:: Exercise ::
Nothing but the lines below between the line holding "assert!(value.is_none());" and the line holding "a forge has", inclusive, should appear in the answer, each set down exactly.

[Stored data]
════════════════════
//! Batched lookup of several keys in one pass over an object.

use crate::urid::Urid;
use crate::view::{AtomRef, ObjectRef};
use smallvec::{smallvec, SmallVec};

impl<'a> ObjectRef<'a> {
    /// Fill each `(key, slot)` with the value of the first property whose key
    /// matches, walking the properties once.
    ///
    /// Returns how many entries were matched. Slots of unmatched entries are
    /// left as they were, so callers should start them at `None`. Later
    /// properties with an already-matched key are ignored.
    ///
    /// ```
    /// # use tessera_atom::{AtomTypes, AtomRef, Forge, UriMap, UridMap, Urid};
    /// # let map = UriMap::new();
    /// # let types = AtomTypes::new(&map);
    /// # let (gain, name) = (map.map("urn:gain"), map.map("urn:name"));
    /// # let mut buf = [0u8; 128];
    /// # let mut forge = Forge::new(types, &mut buf);
    /// # let frame = forge.blank(Urid::NONE, Urid::NONE).unwrap();
    /// # forge.property_head(gain, Urid::NONE).unwrap();
    /// # forge.float(0.5).unwrap();
    /// # let written = forge.pop(frame).unwrap();
    /// # let object = forge.atom(written).unwrap().as_object(&types).unwrap();
    /// let mut gain_value = None;
    /// let mut name_value = None;
    /// let matched = object.query(&mut [(gain, &mut gain_value), (name, &mut name_value)]);
    /// assert_eq!(matched, 1);
    /// assert!(gain_value.is_some() && name_value.is_none());
    /// ```
    pub fn query(&self, queries: &mut [(Urid, &mut Option<AtomRef<'a>>)]) -> usize {
        if queries.is_empty() {
            return 0;
        }

        let mut matched: SmallVec<[bool; 16]> = smallvec![false; queries.len()];
        let mut n_matched = 0;

        for property in self.properties() {
            let entry = queries
                .iter_mut()
                .enumerate()
                .find(|(i, (key, _))| !matched[*i] && *key == property.key);

            if let Some((i, (_, slot))) = entry {
                **slot = Some(property.value);
                matched[i] = true;
                n_matched += 1;
                if n_matched == queries.len() {
                    break;
                }
            }
        }

        n_matched
    }
}

#[cfg(test)]
mod tests {
    use crate::equality::atom_equals;
    use crate::forge::Forge;
    use crate::types::AtomTypes;
    use crate::urid::{UriMap, UridMap, Urid};
    use crate::view::AtomView;

    #[test]
    fn test_query_all_keys() {
        let map = UriMap::new();
        let types = AtomTypes::new(&map);
        let keys: Vec<Urid> = (0..5).map(|i| map.map(&format!("urn:k{}", i))).collect();

        let mut buf = [0u8; 512];
        let mut forge = Forge::new(types, &mut buf);
        let frame = forge.blank(Urid::NONE, Urid::NONE).unwrap();
        for (i, key) in keys.iter().enumerate() {
            forge.property_head(*key, Urid::NONE).unwrap();
            forge.int(i as i32 * 10).unwrap();
        }
        let written = forge.pop(frame).unwrap();
        let object = forge.atom(written).unwrap().as_object(&types).unwrap();

        let mut slots = [None; 5];
        let [s0, s1, s2, s3, s4] = &mut slots;
        // Ask in reverse order; the result must not depend on it.
        let matched = object.query(&mut [
            (keys[4], s4),
            (keys[3], s3),
            (keys[2], s2),
            (keys[1], s1),
            (keys[0], s0),
        ]);
        assert_eq!(matched, 5);

        for (i, slot) in slots.iter().enumerate() {
            let value = slot.expect("slot filled");
            assert!(matches!(value.view(&types), AtomView::Int(v) if v == i as i32 * 10));
            assert!(atom_equals(&types, value, object.get(keys[i]).unwrap()));
        }
    }

    #[test]
    fn test_first_duplicate_wins() {
        let map = UriMap::new();
        let types = AtomTypes::new(&map);
        let key = map.map("urn:dup");

        let mut buf = [0u8; 128];
        let mut forge = Forge::new(types, &mut buf);
        let frame = forge.blank(Urid::NONE, Urid::NONE).unwrap();
        forge.property_head(key, Urid::NONE).unwrap();
        forge.int(1).unwrap();
        forge.property_head(key, Urid::NONE).unwrap();
        forge.int(2).unwrap();
        let written = forge.pop(frame).unwrap();
        let object = forge.atom(written).unwrap().as_object(&types).unwrap();

        let mut value = None;
        assert_eq!(object.query(&mut [(key, &mut value)]), 1);
        assert!(matches!(value.unwrap().view(&types), AtomView::Int(1)));
        assert!(matches!(object.get(key).unwrap().view(&types), AtomView::Int(1)));
        assert_eq!(object.properties().count(), 2);
    }

    #[test]
    fn test_missing_key_leaves_slot() {
        let map = UriMap::new();
        let types = AtomTypes::new(&map);

        let mut buf = [0u8; 64];
        let mut forge = Forge::new(types, &mut buf);
        let frame = forge.blank(Urid::NONE, Urid::NONE).unwrap();
        let written = forge.pop(frame).unwrap();
        let object = forge.atom(written).unwrap().as_object(&types).unwrap();
        assert!(object.is_empty());

        let mut value = None;
        assert_eq!(object.query(&mut [(map.map("urn:absent"), &mut value)]), 0);
        assert!(value.is_none());
        assert_eq!(object.query(&mut []), 0);
    }
}
//! Error types for tessera-atom.

use thiserror::Error;

/// Error returned by [`Forge`](crate::Forge) writes.
///
/// Running out of buffer is the only way a write can fail. Once a forge has
/// overflowed it stays overflowed until [`Forge::set_buffer`](crate::Forge::set_buffer).
#[derive(Error, Debug, Clone, Copy, PartialEq, Eq)]
pub enum ForgeError {
    #[error("Forge buffer overflow: needed {needed} bytes, {remaining} remaining")]
    Overflow { needed: usize, remaining: usize },
}

/// Result type alias.
pub type Result<T> = core::result::Result<T, ForgeError>;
════════════════════
:: Response to this task ::
        assert!(value.is_none());
        assert_eq!(object.query(&mut []), 0);
    }
}
//! Error types for tessera-atom.

use thiserror::Error;

/// Error returned by [`Forge`](crate::Forge) writes.
///
/// Running out of buffer is the only way a write can fail. Once a forge has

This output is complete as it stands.